05/06/2026
A morte de Laiane Cardoso Noleto, de 19 anos, no último dia 3 de junho, chocou o Tocantins e gerou uma onda de indignação após a revelação do passado criminal de seu padrasto, Ivano Vaz Cunha, de 49 anos.
A jovem foi encontrada carbonizada dentro de um quarto ao lado dele, em circunstâncias que a polícia ainda investiga.
No local, foram encontrados vestígios de gasolina, e os corpos sem as roupas de baixo, o que aumentaram ainda mais o mistério em torno do caso.
O que revoltou a população foi a descoberta de que Ivano já havia sido condenado a 35 anos de prisão por um crime extremamente semelhante.
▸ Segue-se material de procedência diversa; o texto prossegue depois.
use clap::Parser;
use tracing_subscriber::EnvFilter;

use thumbgen::{Song, ThumbConfig, ThumbnailRenderer};

/// 为歌曲生成「正在播放」缩略图并输出产物路径
#[derive(Parser, Debug)]
#[command(name = "thumbgen", version, about)]
struct Cli {
    /// 歌曲 id，同时作为缓存键
    #[arg(long)]
    id: String,

    /// 歌曲标题
    #[arg(long)]
    title: String,

    /// 封面图 URL
    #[arg(long)]
    thumbnail: String,

    /// 预格式化的时长字符串，例如 03:21
    #[arg(long, default_value = "00:00")]
    duration: String,

    /// 画布尺寸，格式 WxH（默认 1280x720）
    #[arg(long, value_parser = parse_canvas)]
    canvas: Option<(u32, u32)>,
}

fn parse_canvas(s: &str) -> Result<(u32, u32), String> {
    let (w, h) = s
        .split_once('x')
        .ok_or_else(|| format!("画布尺寸格式应为 WxH: '{s}'"))?;
    let w: u32 = w.parse().map_err(|_| format!("非法宽度: '{w}'"))?;
    let h: u32 = h.parse().map_err(|_| format!("非法高度: '{h}'"))?;
    Ok((w, h))
}

#[tokio::main]
async fn main() {
    let cli = Cli::parse();

    let config = match ThumbConfig::load() {
        Ok(c) => c,
        Err(e) => {
            eprintln!("配置加载失败: {e}");
            std::process::exit(1);
        }
    };

    let default_filter = format!("thumbgen={}", config.logging.level);
    tracing_subscriber::fmt()
        .with_env_filter(
            EnvFilter::try_from_default_env().unwrap_or_else(|_| default_filter.into()),
        )
        .init();

    // 缓存目录由调用方保证存在
    if let Err(e) = std::fs::create_dir_all(config.cache_dir()) {
        eprintln!("创建缓存目录失败: {e}");
        std::process::exit(1);
    }

    let fallback = config.fallback_path();
    let renderer = match ThumbnailRenderer::new(config) {
        Ok(r) => r,
        Err(e) => {
            eprintln!("渲染器初始化失败: {e}");
            std::process::exit(1);
        }
    };

    let song = Song {
        id: cli.id,
        title: cli.title,
        thumbnail: cli.thumbnail,
        duration: cli.duration,
    };

    let path = match cli.canvas {
        Some(canvas) => match renderer.try_generate_sized(&song, canvas).await {
            Ok(rendered) => rendered.path,
            Err(e) => {
                tracing::warn!("缩略图生成失败 (id={})，回退默认图: {}", song.id, e);
                fallback
            }
        },
        None => renderer.generate(&song).await,
    };

    println!("{}", path.display());
}

#[cfg(test)]
mod tests {
    use super::parse_canvas;

    #[test]
    fn canvas_argument_parses_wxh() {
        assert_eq!(parse_canvas("1280x720"), Ok((1280, 720)));
        assert!(parse_canvas("1280").is_err());
        assert!(parse_canvas("axb").is_err());
    }
}
/// 统一错误处理模块
pub mod error;

/// 配置模块
pub mod config;

/// HTTP Client 复用工具
pub mod http;

/// 歌曲输入模型
pub mod song;

/// 缩略图渲染模块
pub mod renderer;

// 导出常用类型供外部使用
pub use config::ThumbConfig;
pub use error::ThumbError;
pub use renderer::{RenderOutcome, Rendered, ThumbnailRenderer};
pub use song::Song;
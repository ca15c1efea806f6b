use config::{Config as ConfigBuilder, ConfigError, Environment, File};
use serde::{Deserialize, Serialize};
use std::path::PathBuf;
use std::time::Duration;

/// 缓存配置
#[derive(Debug, Clone, Serialize, Deserialize)]
pub struct CacheConfig {
    /// 缓存目录：临时下载（temp_{id}.jpg）与最终产物（{id}.png）均落在这里。
    /// 目录本身由调用方保证存在。
    #[serde(default = "CacheConfig::default_dir")]
    pub dir: String,
    /// 渲染失败时返回的兜底路径
    #[serde(default = "CacheConfig::default_fallback")]
    pub fallback_path: String,
}

impl CacheConfig {
    fn default_dir() -> String {
        "cache".to_string()
    }
    fn default_fallback() -> String {
        "default_thumb.png".to_string()
    }
}

impl Default for CacheConfig {
    fn default() -> Self {
        Self {
            dir: Self::default_dir(),
            fallback_path: Self::default_fallback(),
        }
    }
}

/// 字体配置
///
/// 两个字族在渲染器构造时一次性载入全局字体库，之后所有调用共享只读句柄。
#[derive(Debug, Clone, Serialize, Deserialize)]
pub struct FontsConfig {
    /// 字体文件目录（ttf/otf）
    #[serde(default = "FontsConfig::default_dir")]
    pub dir: String,
    /// 标题粗体字族名
    #[serde(default = "FontsConfig::default_bold_family")]
    pub bold_family: String,
    /// 细体字族名（艺人名与时间标签）
    #[serde(default = "FontsConfig::default_light_family")]
    pub light_family: String,
}

impl FontsConfig {
    fn default_dir() -> String {
        "resources/fonts".to_string()
    }
    fn default_bold_family() -> String {
        "Raleway".to_string()
    }
    fn default_light_family() -> String {
        "Inter".to_string()
    }
}

impl Default for FontsConfig {
    fn default() -> Self {
        Self {
            dir: Self::default_dir(),
            bold_family: Self::default_bold_family(),
            light_family: Self::default_light_family(),
        }
    }
}

/// HTTP 配置
#[derive(Debug, Clone, Serialize, Deserialize)]
pub struct HttpConfig {
    /// 拉取封面的请求超时（秒）
    #[serde(default = "HttpConfig::default_timeout")]
    pub timeout_secs: u64,
}

impl HttpConfig {
    fn default_timeout() -> u64 {
        30
    }

    /// 获取请求超时时间
    pub fn timeout(&self) -> Duration {
        Duration::from_secs(self.timeout_secs)
    }
}

impl Default for HttpConfig {
    fn default() -> Self {
        Self {
            timeout_secs: Self::default_timeout(),
        }
    }
}

/// 渲染配置
#[derive(Debug, Clone, Serialize, Deserialize)]
pub struct RenderConfig {
    /// 是否优先速度渲染（OptimizeSpeed），提升栅格化性能，可能略降画质
    #[serde(default)]
    pub optimize_speed: bool,
    /// 同 id 并发去重的 memo TTL（秒）
    #[serde(default = "RenderConfig::default_dedup_ttl")]
    pub dedup_ttl_secs: u64,
}

impl RenderConfig {
    fn default_dedup_ttl() -> u64 {
        60
    }
}

impl Default for RenderConfig {
    fn default() -> Self {
        Self {
            optimize_speed: false,
            dedup_ttl_secs: Self::default_dedup_ttl(),
        }
    }
}

/// 日志配置
#[derive(Debug, Clone, Serialize, Deserialize)]
pub struct LoggingConfig {
    /// 日志级别（RUST_LOG 未设置时的兜底）
    #[serde(default = "LoggingConfig::default_level")]
    pub level: String,
}

impl LoggingConfig {
    fn default_level() -> String {
        "info".to_string()
    }
}

impl Default for LoggingConfig {
    fn default() -> Self {
        Self {
            level: Self::default_level(),
        }
    }
}

/// 应用配置
#[derive(Debug, Clone, Default, Serialize, Deserialize)]
pub struct ThumbConfig {
    #[serde(default)]
    pub cache: CacheConfig,
    #[serde(default)]
    pub fonts: FontsConfig,
    #[serde(default)]
    pub http: HttpConfig,
    #[serde(default)]
    pub render: RenderConfig,
    #[serde(default)]
    pub logging: LoggingConfig,
}

impl ThumbConfig {
    /// 从配置文件加载配置，支持环境变量覆盖
    ///
    /// 配置文件缺省时退回默认值，便于库内嵌使用与测试。
    pub fn load() -> Result<Self, ConfigError> {
        let config_path = Self::get_config_path();

        tracing::info!("正在从 {:?} 加载配置文件", config_path);

        let builder = ConfigBuilder::builder()
            // 加载配置文件（允许缺省）
            .add_source(File::from(config_path).required(false))
            // 支持环境变量覆盖，例如：APP_CACHE_DIR
            .add_source(
                Environment::with_prefix("APP")
                    .separator("_")
                    .try_parsing(true),
            )
            .build()?;

        builder.try_deserialize()
    }

    /// 获取配置文件路径
    fn get_config_path() -> PathBuf {
        PathBuf::from("config.toml")
    }

    /// 缓存目录路径
    pub fn cache_dir(&self) -> PathBuf {
        PathBuf::from(&self.cache.dir)
    }

    /// 字体目录路径
    pub fn fonts_dir(&self) -> PathBuf {
        PathBuf::from(&self.fonts.dir)
    }

    /// 兜底路径
    pub fn fallback_path(&self) -> PathBuf {
        PathBuf::from(&self.cache.fallback_path)
    }
}
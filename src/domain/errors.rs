use thiserror::Error;

/// Failure reading or writing a storage slot.
#[derive(Debug, Error)]
pub enum StorageError {
    #[error("I/O error on slot `{key}`: {source}")]
    Io {
        key: String,
        #[source]
        source: std::io::Error,
    },
}

#[derive(Debug, Error)]
pub enum DomainError {
    /// One or more form fields were empty at submission time.
    #[error("Please fill in all fields (missing: {})", .missing.join(", "))]
    Validation { missing: Vec<&'static str> },
    #[error("An album with ID `{0}` already exists")]
    DuplicateIdentifier(String),
    /// The persisted slot is not a JSON array of well-formed albums.
    #[error("Stored album list is corrupt: {0}")]
    CorruptStorage(String),
    #[error(transparent)]
    Storage(#[from] StorageError),
}

pub type DomainResult<T> = Result<T, DomainError>;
Em 2009, ele estuprou, matou e queimou o corpo de outra enteada, Laila Araújo, que também tinha 19 anos. Na época, ele confessou ter asfixiado a jovem, incendiado seu corpo e colocado fogo na residência para tentar apagar os vestígios do crime.
Mesmo condenado em regime fechado, Ivano conseguiu reduzir parte da pena por meio de trabalho no presídio, avançou para o semiaberto e passou a utilizar tornozeleira eletrônica.
Agora, diante de mais uma tragédia envolvendo uma enteada da mesma idade e encontrada carbonizada, moradores questionam como um homem com um histórico tão brutal estava novamente em liberdade.
Enquanto a investigação busca respostas sobre o que aconteceu com Laiane, cresce a revolta de familiares e da população, que cobram explicações das autoridades.